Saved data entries

━━━━━━

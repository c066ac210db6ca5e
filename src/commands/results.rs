use clap::Args as ClapArgs;

use super::ScanArgs;
use super::verb::{self, Selection, Verb};
use crate::config::RootConfig;

#[derive(ClapArgs, Debug)]
pub struct Args {
    #[command(flatten)]
    pub scan: ScanArgs,

    /// Show all result files (even without results)
    #[arg(long)]
    pub all: bool,

    /// Print only the paths of the result files. Use with --all to include
    /// files without results
    #[arg(long)]
    pub result_files_only: bool,
}

pub fn run(args: Args, config: &RootConfig, verbose: bool) -> miette::Result<()> {
    let verb = Verb {
        name: "results",
        selection: if args.all {
            Selection::All
        } else {
            Selection::WithResults
        },
        print_paths: args.result_files_only,
    };

    verb::run(verb, &args.scan, config, verbose)
}
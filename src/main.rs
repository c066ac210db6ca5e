use clap::Parser;

use colcon_sarif::cli::{Cli, Commands};
use colcon_sarif::commands::{files, results};
use colcon_sarif::config::RootConfig;
use miette::Result;

fn main() -> Result<()> {
    let cli = Cli::parse();

    colcon_sarif::logging::init_logging(cli.verbose);

    let config = RootConfig::resolve(cli.config.as_deref())?;

    match cli.command {
        Commands::Results(args) => results::run(args, &config, cli.verbose),
        Commands::Files(args) => files::run(args, &config, cli.verbose),
    }
}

━━━━━━

■ **Assignment**: All lines from the start of the entries through the line where "Selection::All" sits should be duplicated exactly, with nothing else in the output.

■ **Response to this task**:
repository c066ac210db6ca5e
filename src/commands/results.rs
use clap::Args as ClapArgs;

use super::ScanArgs;
use super::verb::{self, Selection, Verb};
use crate::config::RootConfig;

#[derive(ClapArgs, Debug)]
pub struct Args {
    #[command(flatten)]
    pub scan: ScanArgs,

    /// Show all result files (even without results)
    #[arg(long)]
    pub all: bool,

    /// Print only the paths of the result files. Use with --all to include
    /// files without results
    #[arg(long)]
    pub result_files_only: bool,
}

pub fn run(args: Args, config: &RootConfig, verbose: bool) -> miette::Result<()> {
    let verb = Verb {
        name: "results",
        selection: if args.all {
            Selection::All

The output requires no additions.